### [How to complete this task]
Determine how many lines in the entries below contain "which", and output that number alone.

Data records Start Marker

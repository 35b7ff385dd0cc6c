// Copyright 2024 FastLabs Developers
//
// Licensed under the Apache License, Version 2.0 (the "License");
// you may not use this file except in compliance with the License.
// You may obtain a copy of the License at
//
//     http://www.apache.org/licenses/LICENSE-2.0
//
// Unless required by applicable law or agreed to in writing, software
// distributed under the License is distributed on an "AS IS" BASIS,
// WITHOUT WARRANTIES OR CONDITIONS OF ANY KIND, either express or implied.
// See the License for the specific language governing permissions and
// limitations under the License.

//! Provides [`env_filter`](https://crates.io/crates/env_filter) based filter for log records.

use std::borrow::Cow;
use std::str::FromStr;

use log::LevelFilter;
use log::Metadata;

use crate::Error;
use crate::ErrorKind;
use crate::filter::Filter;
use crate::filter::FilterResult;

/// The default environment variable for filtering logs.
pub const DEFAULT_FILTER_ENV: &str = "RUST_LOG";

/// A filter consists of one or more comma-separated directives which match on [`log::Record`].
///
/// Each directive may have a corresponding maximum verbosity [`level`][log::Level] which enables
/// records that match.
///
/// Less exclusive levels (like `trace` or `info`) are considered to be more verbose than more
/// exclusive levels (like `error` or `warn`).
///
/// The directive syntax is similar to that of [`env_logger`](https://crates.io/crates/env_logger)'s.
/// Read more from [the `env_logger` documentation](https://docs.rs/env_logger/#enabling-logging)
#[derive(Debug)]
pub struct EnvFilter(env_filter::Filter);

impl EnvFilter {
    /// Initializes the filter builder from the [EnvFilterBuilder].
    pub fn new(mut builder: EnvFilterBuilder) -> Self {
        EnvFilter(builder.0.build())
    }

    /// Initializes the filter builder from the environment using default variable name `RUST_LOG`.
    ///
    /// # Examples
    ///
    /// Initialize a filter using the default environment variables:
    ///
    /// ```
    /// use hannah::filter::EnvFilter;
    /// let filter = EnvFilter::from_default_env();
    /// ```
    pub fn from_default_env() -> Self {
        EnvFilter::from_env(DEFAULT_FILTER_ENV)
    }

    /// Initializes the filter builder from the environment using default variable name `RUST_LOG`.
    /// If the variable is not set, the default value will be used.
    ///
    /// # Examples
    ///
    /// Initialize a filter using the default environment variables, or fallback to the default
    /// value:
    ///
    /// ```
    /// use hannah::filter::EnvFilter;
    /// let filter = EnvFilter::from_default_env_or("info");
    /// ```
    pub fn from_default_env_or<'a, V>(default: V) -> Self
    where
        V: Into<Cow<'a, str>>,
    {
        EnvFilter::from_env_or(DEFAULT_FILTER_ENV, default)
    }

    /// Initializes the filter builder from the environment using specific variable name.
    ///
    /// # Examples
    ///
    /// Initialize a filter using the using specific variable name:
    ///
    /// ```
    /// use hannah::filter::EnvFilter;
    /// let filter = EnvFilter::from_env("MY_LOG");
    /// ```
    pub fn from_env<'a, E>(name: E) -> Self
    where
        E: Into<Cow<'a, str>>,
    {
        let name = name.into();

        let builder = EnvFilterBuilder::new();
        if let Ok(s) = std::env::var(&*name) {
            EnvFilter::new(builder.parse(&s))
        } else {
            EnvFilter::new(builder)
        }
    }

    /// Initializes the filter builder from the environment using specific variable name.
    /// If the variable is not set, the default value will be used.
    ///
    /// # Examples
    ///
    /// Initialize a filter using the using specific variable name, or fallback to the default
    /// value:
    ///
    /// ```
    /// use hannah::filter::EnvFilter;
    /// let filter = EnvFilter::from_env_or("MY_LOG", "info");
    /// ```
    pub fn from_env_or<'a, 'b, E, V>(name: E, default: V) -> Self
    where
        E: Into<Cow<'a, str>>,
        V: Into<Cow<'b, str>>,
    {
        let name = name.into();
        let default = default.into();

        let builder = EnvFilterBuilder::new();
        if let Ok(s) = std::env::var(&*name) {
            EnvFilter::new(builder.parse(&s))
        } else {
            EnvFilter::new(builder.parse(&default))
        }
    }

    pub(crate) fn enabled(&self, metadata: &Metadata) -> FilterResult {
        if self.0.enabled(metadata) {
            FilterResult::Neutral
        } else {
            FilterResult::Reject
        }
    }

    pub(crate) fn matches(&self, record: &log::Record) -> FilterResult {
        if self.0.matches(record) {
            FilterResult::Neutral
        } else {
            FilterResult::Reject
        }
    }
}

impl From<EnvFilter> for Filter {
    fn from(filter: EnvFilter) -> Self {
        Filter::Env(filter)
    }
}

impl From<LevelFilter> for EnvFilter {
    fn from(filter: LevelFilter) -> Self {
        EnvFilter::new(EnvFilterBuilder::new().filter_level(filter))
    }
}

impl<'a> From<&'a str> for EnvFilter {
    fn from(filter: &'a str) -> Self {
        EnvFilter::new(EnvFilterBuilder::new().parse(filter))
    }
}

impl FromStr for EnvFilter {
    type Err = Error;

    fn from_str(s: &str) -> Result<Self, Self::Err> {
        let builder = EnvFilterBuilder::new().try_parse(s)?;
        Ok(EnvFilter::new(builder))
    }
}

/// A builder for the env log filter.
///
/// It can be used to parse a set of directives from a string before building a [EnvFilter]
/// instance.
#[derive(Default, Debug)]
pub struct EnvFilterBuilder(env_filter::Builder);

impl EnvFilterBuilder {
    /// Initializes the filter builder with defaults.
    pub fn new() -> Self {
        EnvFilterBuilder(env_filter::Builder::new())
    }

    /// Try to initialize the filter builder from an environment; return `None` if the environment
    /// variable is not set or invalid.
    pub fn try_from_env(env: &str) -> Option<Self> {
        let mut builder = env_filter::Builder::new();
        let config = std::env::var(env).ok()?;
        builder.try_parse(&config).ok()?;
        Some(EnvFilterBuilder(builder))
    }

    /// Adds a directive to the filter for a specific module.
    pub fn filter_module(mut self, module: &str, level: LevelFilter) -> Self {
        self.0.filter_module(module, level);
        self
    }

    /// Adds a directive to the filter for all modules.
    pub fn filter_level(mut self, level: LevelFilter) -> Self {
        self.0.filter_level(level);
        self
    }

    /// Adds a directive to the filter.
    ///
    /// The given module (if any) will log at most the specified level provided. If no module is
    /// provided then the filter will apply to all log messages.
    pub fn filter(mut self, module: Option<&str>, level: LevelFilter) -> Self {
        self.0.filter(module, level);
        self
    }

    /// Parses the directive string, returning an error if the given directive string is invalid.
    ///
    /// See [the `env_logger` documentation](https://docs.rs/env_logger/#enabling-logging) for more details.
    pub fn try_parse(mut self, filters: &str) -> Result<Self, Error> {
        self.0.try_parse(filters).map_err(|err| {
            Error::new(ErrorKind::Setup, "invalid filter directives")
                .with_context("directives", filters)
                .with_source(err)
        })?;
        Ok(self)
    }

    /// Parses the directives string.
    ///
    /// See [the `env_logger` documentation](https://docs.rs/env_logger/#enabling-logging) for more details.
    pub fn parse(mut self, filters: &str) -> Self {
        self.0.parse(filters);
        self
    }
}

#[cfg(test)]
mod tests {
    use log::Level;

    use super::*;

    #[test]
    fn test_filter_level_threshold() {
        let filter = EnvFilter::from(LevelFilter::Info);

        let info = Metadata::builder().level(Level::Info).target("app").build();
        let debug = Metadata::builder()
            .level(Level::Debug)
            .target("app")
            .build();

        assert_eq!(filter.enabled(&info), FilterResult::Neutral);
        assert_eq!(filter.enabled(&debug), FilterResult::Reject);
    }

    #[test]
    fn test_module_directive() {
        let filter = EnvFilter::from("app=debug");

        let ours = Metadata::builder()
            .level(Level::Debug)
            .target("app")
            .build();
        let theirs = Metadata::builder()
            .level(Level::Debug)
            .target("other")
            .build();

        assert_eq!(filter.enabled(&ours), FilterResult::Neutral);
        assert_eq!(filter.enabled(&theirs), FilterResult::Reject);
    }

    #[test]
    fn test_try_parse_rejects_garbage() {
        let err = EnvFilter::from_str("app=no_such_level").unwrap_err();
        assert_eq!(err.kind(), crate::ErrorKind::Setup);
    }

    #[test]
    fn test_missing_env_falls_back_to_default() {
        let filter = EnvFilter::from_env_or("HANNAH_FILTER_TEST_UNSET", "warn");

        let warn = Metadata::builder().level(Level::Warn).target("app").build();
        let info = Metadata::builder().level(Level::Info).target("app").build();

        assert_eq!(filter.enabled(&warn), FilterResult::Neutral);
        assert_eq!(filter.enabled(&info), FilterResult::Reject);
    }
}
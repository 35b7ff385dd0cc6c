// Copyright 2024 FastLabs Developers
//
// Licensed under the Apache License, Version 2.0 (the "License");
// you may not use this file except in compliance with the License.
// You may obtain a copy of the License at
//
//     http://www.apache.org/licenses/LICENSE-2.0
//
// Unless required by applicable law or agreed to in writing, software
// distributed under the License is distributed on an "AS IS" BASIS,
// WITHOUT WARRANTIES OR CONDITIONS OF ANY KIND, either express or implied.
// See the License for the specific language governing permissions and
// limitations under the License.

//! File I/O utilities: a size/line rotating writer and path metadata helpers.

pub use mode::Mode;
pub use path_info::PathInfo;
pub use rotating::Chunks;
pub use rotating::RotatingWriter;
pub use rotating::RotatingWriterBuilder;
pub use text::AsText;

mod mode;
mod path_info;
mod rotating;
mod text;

Data records End Marker

### [Written response]
2